● Instructions to follow: From the entries that follow, extract each line holding the string "support".

##############################

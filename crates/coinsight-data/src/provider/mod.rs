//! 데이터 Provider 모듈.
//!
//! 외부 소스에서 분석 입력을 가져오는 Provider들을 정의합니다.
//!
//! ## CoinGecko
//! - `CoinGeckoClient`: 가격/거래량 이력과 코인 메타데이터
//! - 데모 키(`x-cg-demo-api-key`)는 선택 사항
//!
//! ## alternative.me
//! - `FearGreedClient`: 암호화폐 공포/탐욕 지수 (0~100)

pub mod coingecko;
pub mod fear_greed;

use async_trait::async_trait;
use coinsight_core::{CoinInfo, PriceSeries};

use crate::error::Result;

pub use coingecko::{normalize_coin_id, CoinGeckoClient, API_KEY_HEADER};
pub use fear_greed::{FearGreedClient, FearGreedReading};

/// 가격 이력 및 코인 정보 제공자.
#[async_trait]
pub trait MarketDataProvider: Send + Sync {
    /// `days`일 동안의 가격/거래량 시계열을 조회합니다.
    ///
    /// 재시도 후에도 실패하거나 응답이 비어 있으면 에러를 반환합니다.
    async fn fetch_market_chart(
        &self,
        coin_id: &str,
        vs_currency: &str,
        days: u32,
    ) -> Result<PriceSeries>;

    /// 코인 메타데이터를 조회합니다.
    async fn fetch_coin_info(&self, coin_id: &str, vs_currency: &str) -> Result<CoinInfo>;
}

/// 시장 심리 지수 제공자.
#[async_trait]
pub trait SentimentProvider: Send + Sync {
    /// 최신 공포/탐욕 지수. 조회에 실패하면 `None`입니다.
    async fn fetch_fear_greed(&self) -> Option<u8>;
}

##############################

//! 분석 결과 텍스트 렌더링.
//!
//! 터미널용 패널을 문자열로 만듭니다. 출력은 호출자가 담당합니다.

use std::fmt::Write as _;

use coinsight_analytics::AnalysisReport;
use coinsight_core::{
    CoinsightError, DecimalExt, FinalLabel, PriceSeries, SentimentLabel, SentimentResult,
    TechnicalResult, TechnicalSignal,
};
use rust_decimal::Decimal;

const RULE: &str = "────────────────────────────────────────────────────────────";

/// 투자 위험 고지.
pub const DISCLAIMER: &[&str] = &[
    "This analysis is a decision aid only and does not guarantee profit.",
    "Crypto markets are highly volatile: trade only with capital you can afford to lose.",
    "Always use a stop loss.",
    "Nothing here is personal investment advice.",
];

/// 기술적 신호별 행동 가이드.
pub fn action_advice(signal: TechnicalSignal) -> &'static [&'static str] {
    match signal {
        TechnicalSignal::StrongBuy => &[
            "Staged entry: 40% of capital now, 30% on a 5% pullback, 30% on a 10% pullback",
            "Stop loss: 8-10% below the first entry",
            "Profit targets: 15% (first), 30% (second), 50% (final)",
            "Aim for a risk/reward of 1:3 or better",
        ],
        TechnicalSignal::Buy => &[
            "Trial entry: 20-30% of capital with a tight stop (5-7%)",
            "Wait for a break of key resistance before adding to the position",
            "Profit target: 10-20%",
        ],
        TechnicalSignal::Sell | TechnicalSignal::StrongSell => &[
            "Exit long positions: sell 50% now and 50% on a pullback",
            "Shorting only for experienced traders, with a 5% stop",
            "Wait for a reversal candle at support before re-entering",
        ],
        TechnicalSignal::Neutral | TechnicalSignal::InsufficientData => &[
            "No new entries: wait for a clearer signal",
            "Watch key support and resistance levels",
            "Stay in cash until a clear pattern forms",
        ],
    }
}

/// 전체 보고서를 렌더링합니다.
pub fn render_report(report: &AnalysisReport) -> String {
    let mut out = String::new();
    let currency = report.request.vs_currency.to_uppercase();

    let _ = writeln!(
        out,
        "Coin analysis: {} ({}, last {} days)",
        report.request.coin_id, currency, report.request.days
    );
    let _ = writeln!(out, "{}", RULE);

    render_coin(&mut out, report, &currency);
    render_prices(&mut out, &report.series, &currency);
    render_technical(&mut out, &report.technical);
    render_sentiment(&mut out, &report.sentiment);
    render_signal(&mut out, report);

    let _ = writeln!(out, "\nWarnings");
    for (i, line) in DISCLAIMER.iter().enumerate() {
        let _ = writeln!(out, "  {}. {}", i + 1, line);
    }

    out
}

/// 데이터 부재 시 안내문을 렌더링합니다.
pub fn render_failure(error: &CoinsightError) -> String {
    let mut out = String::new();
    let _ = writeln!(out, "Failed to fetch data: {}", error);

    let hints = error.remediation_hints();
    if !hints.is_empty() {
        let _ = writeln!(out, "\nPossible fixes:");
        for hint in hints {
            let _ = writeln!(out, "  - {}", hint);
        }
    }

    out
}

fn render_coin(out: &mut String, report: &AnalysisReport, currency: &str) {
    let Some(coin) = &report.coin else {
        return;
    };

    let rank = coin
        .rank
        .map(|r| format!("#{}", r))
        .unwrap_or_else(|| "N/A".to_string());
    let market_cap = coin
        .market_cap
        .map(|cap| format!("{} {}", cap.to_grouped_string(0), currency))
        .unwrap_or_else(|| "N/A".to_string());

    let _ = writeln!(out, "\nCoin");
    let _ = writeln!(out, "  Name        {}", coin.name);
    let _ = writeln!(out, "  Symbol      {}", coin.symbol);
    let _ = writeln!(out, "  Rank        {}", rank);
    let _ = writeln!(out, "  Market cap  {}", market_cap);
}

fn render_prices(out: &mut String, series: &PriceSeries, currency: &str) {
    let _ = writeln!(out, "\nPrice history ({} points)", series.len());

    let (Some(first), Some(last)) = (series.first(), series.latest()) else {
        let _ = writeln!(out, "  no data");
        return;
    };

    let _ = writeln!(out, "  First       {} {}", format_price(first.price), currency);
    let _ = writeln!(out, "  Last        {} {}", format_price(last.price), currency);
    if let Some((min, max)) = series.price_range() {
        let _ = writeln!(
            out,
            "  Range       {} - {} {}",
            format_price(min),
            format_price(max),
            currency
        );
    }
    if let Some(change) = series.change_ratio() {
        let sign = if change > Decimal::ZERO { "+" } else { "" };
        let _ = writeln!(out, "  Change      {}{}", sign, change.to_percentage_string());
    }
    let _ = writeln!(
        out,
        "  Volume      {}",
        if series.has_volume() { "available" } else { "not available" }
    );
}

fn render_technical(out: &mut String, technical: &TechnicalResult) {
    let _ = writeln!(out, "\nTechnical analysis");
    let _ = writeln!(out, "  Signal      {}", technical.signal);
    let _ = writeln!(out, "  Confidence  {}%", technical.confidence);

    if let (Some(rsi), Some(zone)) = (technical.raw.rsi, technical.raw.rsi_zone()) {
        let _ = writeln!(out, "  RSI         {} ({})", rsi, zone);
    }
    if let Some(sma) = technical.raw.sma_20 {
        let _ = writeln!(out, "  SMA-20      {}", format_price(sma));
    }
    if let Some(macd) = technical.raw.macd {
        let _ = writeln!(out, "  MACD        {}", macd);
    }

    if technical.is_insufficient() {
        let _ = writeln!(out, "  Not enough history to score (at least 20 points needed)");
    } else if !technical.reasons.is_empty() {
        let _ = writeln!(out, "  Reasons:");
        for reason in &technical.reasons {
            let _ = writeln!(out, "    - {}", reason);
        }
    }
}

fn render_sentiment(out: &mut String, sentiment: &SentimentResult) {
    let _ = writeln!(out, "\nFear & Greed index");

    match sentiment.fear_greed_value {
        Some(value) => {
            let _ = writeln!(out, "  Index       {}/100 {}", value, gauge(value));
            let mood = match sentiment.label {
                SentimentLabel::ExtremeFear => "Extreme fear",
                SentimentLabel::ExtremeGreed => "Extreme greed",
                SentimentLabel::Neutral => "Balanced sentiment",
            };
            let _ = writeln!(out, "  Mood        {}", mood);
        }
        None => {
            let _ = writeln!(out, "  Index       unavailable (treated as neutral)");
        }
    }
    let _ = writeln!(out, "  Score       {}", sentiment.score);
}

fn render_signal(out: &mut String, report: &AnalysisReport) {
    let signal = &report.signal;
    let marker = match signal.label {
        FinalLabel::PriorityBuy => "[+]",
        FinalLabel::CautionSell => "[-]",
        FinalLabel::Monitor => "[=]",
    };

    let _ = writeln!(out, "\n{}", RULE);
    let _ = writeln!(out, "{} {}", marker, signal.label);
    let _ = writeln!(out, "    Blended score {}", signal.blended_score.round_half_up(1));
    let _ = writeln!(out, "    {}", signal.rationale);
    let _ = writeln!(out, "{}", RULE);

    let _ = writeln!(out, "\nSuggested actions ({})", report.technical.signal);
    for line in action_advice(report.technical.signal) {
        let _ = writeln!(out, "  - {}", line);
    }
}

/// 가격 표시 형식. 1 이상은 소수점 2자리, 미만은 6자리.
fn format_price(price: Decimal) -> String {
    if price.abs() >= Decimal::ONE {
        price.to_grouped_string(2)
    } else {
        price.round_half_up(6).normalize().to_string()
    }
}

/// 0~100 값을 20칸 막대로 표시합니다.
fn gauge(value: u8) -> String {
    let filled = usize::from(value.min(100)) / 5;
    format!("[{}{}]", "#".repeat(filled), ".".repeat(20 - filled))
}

##############################

● Written solution:
            "Wait for a reversal candle at support before re-entering",
            "Watch key support and resistance levels",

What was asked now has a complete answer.